Bu arada Tayland para birimi Baht yazıda çokça geçecek güncel kura göre 100 Baht yaklaşık 11 TL’ye tekabül ediyor. Genellikle yüzlü ve binli sayılarla haşır neşir olacaksınız o sebeple yüz üzerinden hesaplamak çok kolay oluyor.
PHUKET
Phuket Tayland’ın güneyinde yer alan güzel kumsalları ve meşhur adalara kolay ulaşımıyla ünlü sahil şehri. Bizim de uzun bir yolculuk sonrası ilk durağımız.Phuket Old Town( eski şehir) dedikleri yerde neredeyse hiçbir şey yok, en hareketli ve konaklamaya değer nokta PATONG bölgesi.
Burada gündüz plajlarda vakit geçirebilir, turlara katılabilir geceyse eğlenceye dahil olabilirsiniz.
Öncelikle Bangkok’a indik pasaport kontrolü sonrası iç hatlara geçip Phuket’e doğru yola çıktık.Pasaport kontrolü sırasında sadece Türk,Pakistanlı, Hintli gibi milletleri kenarı çekip sorgularcasına sorular sormaları ve ardından lütfederek kapı vizesini elimize tutuşturup yollamaları sinirlerimizi çok bozdu. Açıkçası bu karşılamayla Tay halkına karşı bir kuruldum ve bu son olmayacaktı.
Bangkok’da iki havaalanı var siz de biz gibi direkt Phuket’e aktarma yapacaksanız biletinizi alırken indiğiniz havaalanı ile aktarma yapacağınız havaalanının aynı olmasına dikkat etmenizi tavsiye ederim. Çünkü aralarındaki mesafe taksiyle bir saat.

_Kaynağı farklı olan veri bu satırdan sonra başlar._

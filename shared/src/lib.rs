//! FitBuddy Shared Library
//!
//! Pure domain types and algorithms for the workout recommendation engine:
//! feature encoding, nearest-neighbor scoring, the rule-based fallback, and
//! plan expansion. No I/O lives here; the backend crate handles HTTP and
//! dataset loading.

pub mod errors;
pub mod features;
pub mod models;
pub mod plans;
pub mod recommender;
pub mod types;

// Re-export commonly used items
pub use errors::RecommendError;
pub use features::EncodedFeatures;
pub use models::{
    Exercise, Gender, Goal, HistoricalEntry, Intensity, Recommendation, WorkoutPlan, WorkoutType,
};
pub use types::{ApiErrorResponse, RecommendResponse, UserInput, WorkoutTypesResponse};
//! Workout recommendation API routes

use crate::error::{ApiError, ApiResult};
use crate::services::dataset;
use crate::services::recommendation::RecommendationService;
use crate::state::AppState;
use axum::{
    extract::State,
    routing::{get, post},
    Json, Router,
};
use fitbuddy_shared::models::WorkoutType;
use fitbuddy_shared::types::{RecommendResponse, UserInput, WorkoutTypesResponse};
use tracing::{debug, info};

/// Create workout routes
pub fn workout_routes() -> Router<AppState> {
    Router::new()
        .route("/types", get(get_workout_types))
        .route("/recommend", post(recommend_workout))
}

/// GET /api/workout/types - List the workout categories
///
/// Labels are returned in ordinal order; the web client renders them as-is.
async fn get_workout_types() -> Json<WorkoutTypesResponse> {
    Json(WorkoutTypesResponse {
        success: true,
        workout_types: WorkoutType::ALL
            .iter()
            .map(|w| w.label().to_string())
            .collect(),
    })
}

/// POST /api/workout/recommend - Recommend a workout for an intake submission
///
/// Every field of the body is optional; an empty object is a valid
/// submission and gets the default profile. A missing or undecodable body
/// is a 400. Once the body decodes, the request always succeeds: scoring
/// failures degrade to the rule-based selector inside the service layer.
async fn recommend_workout(
    State(state): State<AppState>,
    payload: Option<Json<UserInput>>,
) -> ApiResult<Json<RecommendResponse>> {
    let Some(Json(input)) = payload else {
        return Err(ApiError::BadRequest("No request body provided".to_string()));
    };

    debug!(?input, "received workout recommendation request");

    let entries = dataset::load_entries(state.dataset_path()).await;
    let recommendation =
        RecommendationService::recommend(&input, entries.as_deref(), &mut rand::thread_rng());

    info!(
        workout = %recommendation.workout_type,
        confidence = recommendation.confidence,
        "generated recommendation"
    );

    Ok(Json(RecommendResponse {
        success: true,
        recommendation,
    }))
}
//! Application state management
//!
//! This module provides the shared application state that is passed
//! to all request handlers via Axum's state extraction.

use crate::config::AppConfig;
use std::path::Path;
use std::sync::Arc;

/// Shared application state
///
/// The recommendation engine is stateless; the only shared resource is the
/// configuration, wrapped in an Arc so cloning across async tasks is O(1).
#[derive(Clone)]
pub struct AppState {
    /// Application configuration
    pub config: Arc<AppConfig>,
}

impl AppState {
    /// Create a new application state
    pub fn new(config: AppConfig) -> Self {
        Self {
            config: Arc::new(config),
        }
    }

    /// Get a reference to the configuration
    #[inline]
    pub fn config(&self) -> &AppConfig {
        &self.config
    }

    /// Path of the optional historical workout dataset
    #[inline]
    pub fn dataset_path(&self) -> &Path {
        &self.config.data.workout_dataset_path
    }
}
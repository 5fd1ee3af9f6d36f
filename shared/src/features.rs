//! Feature encoding for the recommendation engine
//!
//! Maps a raw intake submission into the fixed-order numeric feature vector
//! the scorer and the rule table operate on. Encoding is total: missing or
//! unrecognized fields become documented defaults, never errors.

use crate::models::{Gender, Goal};
use crate::types::UserInput;

pub const DEFAULT_AGE: f64 = 30.0;
pub const DEFAULT_FITNESS_LEVEL: i32 = 3;
pub const DEFAULT_TIME_AVAILABLE_MIN: i32 = 30;
pub const DEFAULT_EXPERIENCE_YEARS: f64 = 1.0;

/// Fully-populated feature vector derived from a [`UserInput`]
///
/// Immutable value object; field order matches the historical dataset
/// columns.
#[derive(Debug, Clone, Copy, PartialEq)]
pub struct EncodedFeatures {
    pub age: f64,
    pub gender: Gender,
    pub fitness_level: i32,
    pub goal: Goal,
    pub time_available: i32,
    pub experience_years: f64,
    pub has_equipment: bool,
    pub has_health_condition: bool,
}

impl EncodedFeatures {
    /// Encode a raw submission, applying defaults for anything missing
    pub fn from_input(input: &UserInput) -> Self {
        Self {
            age: input.age.unwrap_or(DEFAULT_AGE),
            gender: input
                .gender
                .as_deref()
                .map(Gender::from_label)
                .unwrap_or_default(),
            fitness_level: input.fitness_level.unwrap_or(DEFAULT_FITNESS_LEVEL),
            goal: input
                .goal
                .as_deref()
                .map(Goal::from_label)
                .unwrap_or_default(),
            time_available: input.time_available.unwrap_or(DEFAULT_TIME_AVAILABLE_MIN),
            experience_years: input.experience_years.unwrap_or(DEFAULT_EXPERIENCE_YEARS),
            has_equipment: input.has_equipment.unwrap_or(false),
            has_health_condition: input.has_health_condition.unwrap_or(false),
        }
    }
}

impl Default for EncodedFeatures {
    fn default() -> Self {
        Self::from_input(&UserInput::default())
    }
}
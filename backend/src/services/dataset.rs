//! Historical workout dataset loading
//!
//! The dataset is a static JSON file of [`HistoricalEntry`] records, read
//! fresh on each recommendation request. It is strictly optional: a missing
//! or unreadable file routes the request to the rule-based selector and is
//! never surfaced as an HTTP error.

use fitbuddy_shared::models::HistoricalEntry;
use std::io::ErrorKind;
use std::path::Path;
use tracing::{debug, warn};

/// Load the historical dataset, if one is available
pub async fn load_entries(path: &Path) -> Option<Vec<HistoricalEntry>> {
    let raw = match tokio::fs::read(path).await {
        Ok(raw) => raw,
        Err(e) if e.kind() == ErrorKind::NotFound => {
            debug!(path = %path.display(), "no historical dataset file");
            return None;
        }
        Err(e) => {
            warn!(path = %path.display(), error = %e, "failed to read historical dataset");
            return None;
        }
    };

    match serde_json::from_slice::<Vec<HistoricalEntry>>(&raw) {
        Ok(entries) => {
            debug!(count = entries.len(), "loaded historical dataset");
            Some(entries)
        }
        Err(e) => {
            warn!(path = %path.display(), error = %e, "malformed historical dataset");
            None
        }
    }
}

Tüm pozitifliğimizi takınıp Phuket için uçağa bindik.Günün erken saatlerinde Phuket Havalimanı’na indik. Patong sahili, havalimanına 45 dakika civarında o yorgunlukla otobüsle uğraşmak istemedik ve ilk pazarlık deneyimimizi de orada yaşamış olduk. Dilerseniz otobüsle kişi başı 180 Bahta da Patong’a ulaşmanız mümkün. Taksi ise 800 Baht, biraz pazarlık yapınca fiyatı indiriyorlar. Biz de bunu bildiğimiz için kafamızda belirlediğimiz 500 Bahta anlaşmaya çalıştık. Önce yok mok dediyse de sonra tamam dedi ve atladık arabaya. Tam otelin önüne geldik ve parayı uzattık ki adam tutturmaz mı ben size 600 demiştim diye,bir de pis pis sırıtıyor. 500’ü uzatıyoruz,almıyor. Tamam o zaman hiç almıyorum diyor ama arkamızı dönüp gitsek ne yapacağı belli değil. Yolda bir şeyler satan insanlara ben bunlara böyle dedim bana paramı vermiyorlar diye bağırıyor. El mecbur yüzüne söylenerek verdik bir 100 Baht daha ve gitti. Mesele tabii ki 5-10 lira hesabı değil orada böyle adice tamam deyip sonra sırıtarak aptal yerine koyması. Daha iner inmez en aşağılık adama denk geldik şansımıza ama neyse ki bir daha böyle bir şey yaşamadık. Bu benim Taylara ikinci kuruluşumdu ve yine bitmeyecekti.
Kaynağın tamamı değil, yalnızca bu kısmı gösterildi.